= PROBLEM TO WORK ON =
Write out every entry below word for word, leaving nothing out.

Collected data entries:
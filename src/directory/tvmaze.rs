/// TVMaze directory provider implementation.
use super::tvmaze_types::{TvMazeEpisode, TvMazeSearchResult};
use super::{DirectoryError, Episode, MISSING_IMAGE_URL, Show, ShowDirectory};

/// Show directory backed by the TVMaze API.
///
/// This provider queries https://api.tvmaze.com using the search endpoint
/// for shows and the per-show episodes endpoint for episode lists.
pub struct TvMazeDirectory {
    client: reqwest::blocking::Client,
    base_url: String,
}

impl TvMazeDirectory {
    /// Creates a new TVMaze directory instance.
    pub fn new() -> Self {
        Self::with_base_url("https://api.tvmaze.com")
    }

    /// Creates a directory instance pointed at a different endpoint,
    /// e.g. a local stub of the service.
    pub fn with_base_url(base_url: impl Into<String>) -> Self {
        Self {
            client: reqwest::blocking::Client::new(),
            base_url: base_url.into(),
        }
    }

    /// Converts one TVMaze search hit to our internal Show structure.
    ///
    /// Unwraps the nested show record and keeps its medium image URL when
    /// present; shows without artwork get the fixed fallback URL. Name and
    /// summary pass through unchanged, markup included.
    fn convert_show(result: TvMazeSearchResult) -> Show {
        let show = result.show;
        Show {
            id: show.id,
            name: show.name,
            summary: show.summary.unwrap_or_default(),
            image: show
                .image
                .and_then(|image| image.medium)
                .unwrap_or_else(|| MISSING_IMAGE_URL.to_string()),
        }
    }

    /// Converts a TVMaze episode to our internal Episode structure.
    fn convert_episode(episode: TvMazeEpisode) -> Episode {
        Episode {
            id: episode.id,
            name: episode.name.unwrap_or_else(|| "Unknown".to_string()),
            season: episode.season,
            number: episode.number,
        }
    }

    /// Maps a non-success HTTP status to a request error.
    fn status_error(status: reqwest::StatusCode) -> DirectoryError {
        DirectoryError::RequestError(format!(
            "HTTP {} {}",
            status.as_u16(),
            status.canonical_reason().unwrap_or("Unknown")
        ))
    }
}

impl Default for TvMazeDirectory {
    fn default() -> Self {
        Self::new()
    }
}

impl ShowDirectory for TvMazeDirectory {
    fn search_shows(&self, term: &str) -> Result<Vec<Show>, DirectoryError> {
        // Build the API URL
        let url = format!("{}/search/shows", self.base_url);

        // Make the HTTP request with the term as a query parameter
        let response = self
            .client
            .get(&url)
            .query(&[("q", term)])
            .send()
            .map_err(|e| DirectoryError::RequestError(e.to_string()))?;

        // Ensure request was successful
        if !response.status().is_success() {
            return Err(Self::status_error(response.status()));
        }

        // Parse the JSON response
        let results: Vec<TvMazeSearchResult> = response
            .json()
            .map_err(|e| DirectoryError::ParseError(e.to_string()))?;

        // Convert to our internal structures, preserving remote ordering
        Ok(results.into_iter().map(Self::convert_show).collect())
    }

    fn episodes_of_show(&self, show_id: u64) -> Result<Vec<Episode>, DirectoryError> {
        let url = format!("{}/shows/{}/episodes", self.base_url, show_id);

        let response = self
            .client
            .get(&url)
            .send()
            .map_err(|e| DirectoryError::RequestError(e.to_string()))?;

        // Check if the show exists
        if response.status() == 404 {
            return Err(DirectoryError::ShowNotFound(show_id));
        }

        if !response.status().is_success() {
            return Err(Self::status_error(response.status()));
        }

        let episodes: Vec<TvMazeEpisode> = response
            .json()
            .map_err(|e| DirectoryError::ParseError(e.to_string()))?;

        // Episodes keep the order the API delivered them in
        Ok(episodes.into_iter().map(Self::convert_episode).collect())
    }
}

= THE COMPLETED TASK =
filename src/directory/tvmaze.rs
/// TVMaze directory provider implementation.
use super::tvmaze_types::{TvMazeEpisode, TvMazeSearchResult};
use super::{DirectoryError, Episode, MISSING_IMAGE_URL, Show, ShowDirectory};

/// Show directory backed by the TVMaze API.
///
/// This provider queries https://api.tvmaze.com using the search endpoint
/// for shows and the per-show episodes endpoint for episode lists.
pub struct TvMazeDirectory {
    client: reqwest::blocking::Client,
    base_url: String,
}

impl TvMazeDirectory {
    /// Creates a new TVMaze directory instance.
    pub fn new() -> Self {
        Self::with_base_url("https://api.tvmaze.com")
    }

    /// Creates a directory instance pointed at a different endpoint,
    /// e.g. a local stub of the service.
    pub fn with_base_url(base_url: impl Into<String>) -> Self {
        Self {
            client: reqwest::blocking::Client::new(),
            base_url: base_url.into(),
        }
    }

    /// Converts one TVMaze search hit to our internal Show structure.
    ///
    /// Unwraps the nested show record and keeps its medium image URL when
    /// present; shows without artwork get the fixed fallback URL. Name and
    /// summary pass through unchanged, markup included.
    fn convert_show(result: TvMazeSearchResult) -> Show {
        let show = result.show;
        Show {
            id: show.id,
            name: show.name,
            summary: show.summary.unwrap_or_default(),
            image: show
                .image
                .and_then(|image| image.medium)
                .unwrap_or_else(|| MISSING_IMAGE_URL.to_string()),
        }
    }

    /// Converts a TVMaze episode to our internal Episode structure.
    fn convert_episode(episode: TvMazeEpisode) -> Episode {
        Episode {
            id: episode.id,
            name: episode.name.unwrap_or_else(|| "Unknown".to_string()),
            season: episode.season,
            number: episode.number,
        }
    }

    /// Maps a non-success HTTP status to a request error.
    fn status_error(status: reqwest::StatusCode) -> DirectoryError {
        DirectoryError::RequestError(format!(
            "HTTP {} {}",
            status.as_u16(),
            status.canonical_reason().unwrap_or("Unknown")
        ))
    }
}

impl Default for TvMazeDirectory {
    fn default() -> Self {
        Self::new()
    }
}

impl ShowDirectory for TvMazeDirectory {
    fn search_shows(&self, term: &str) -> Result<Vec<Show>, DirectoryError> {
        // Build the API URL
        let url = format!("{}/search/shows", self.base_url);

        // Make the HTTP request with the term as a query parameter
        let response = self
            .client
            .get(&url)
            .query(&[("q", term)])
            .send()
            .map_err(|e| DirectoryError::RequestError(e.to_string()))?;

        // Ensure request was successful
        if !response.status().is_success() {
            return Err(Self::status_error(response.status()));
        }

        // Parse the JSON response
        let results: Vec<TvMazeSearchResult> = response
            .json()
            .map_err(|e| DirectoryError::ParseError(e.to_string()))?;

        // Convert to our internal structures, preserving remote ordering
        Ok(results.into_iter().map(Self::convert_show).collect())
    }

    fn episodes_of_show(&self, show_id: u64) -> Result<Vec<Episode>, DirectoryError> {
        let url = format!("{}/shows/{}/episodes", self.base_url, show_id);

        let response = self
            .client
            .get(&url)
            .send()
            .map_err(|e| DirectoryError::RequestError(e.to_string()))?;

        // Check if the show exists
        if response.status() == 404 {
            return Err(DirectoryError::ShowNotFound(show_id));
        }

        if !response.status().is_success() {
            return Err(Self::status_error(response.status()));
        }

        let episodes: Vec<TvMazeEpisode> = response
            .json()
            .map_err(|e| DirectoryError::ParseError(e.to_string()))?;

        // Episodes keep the order the API delivered them in
        Ok(episodes.into_iter().map(Self::convert_episode).collect())
    }
}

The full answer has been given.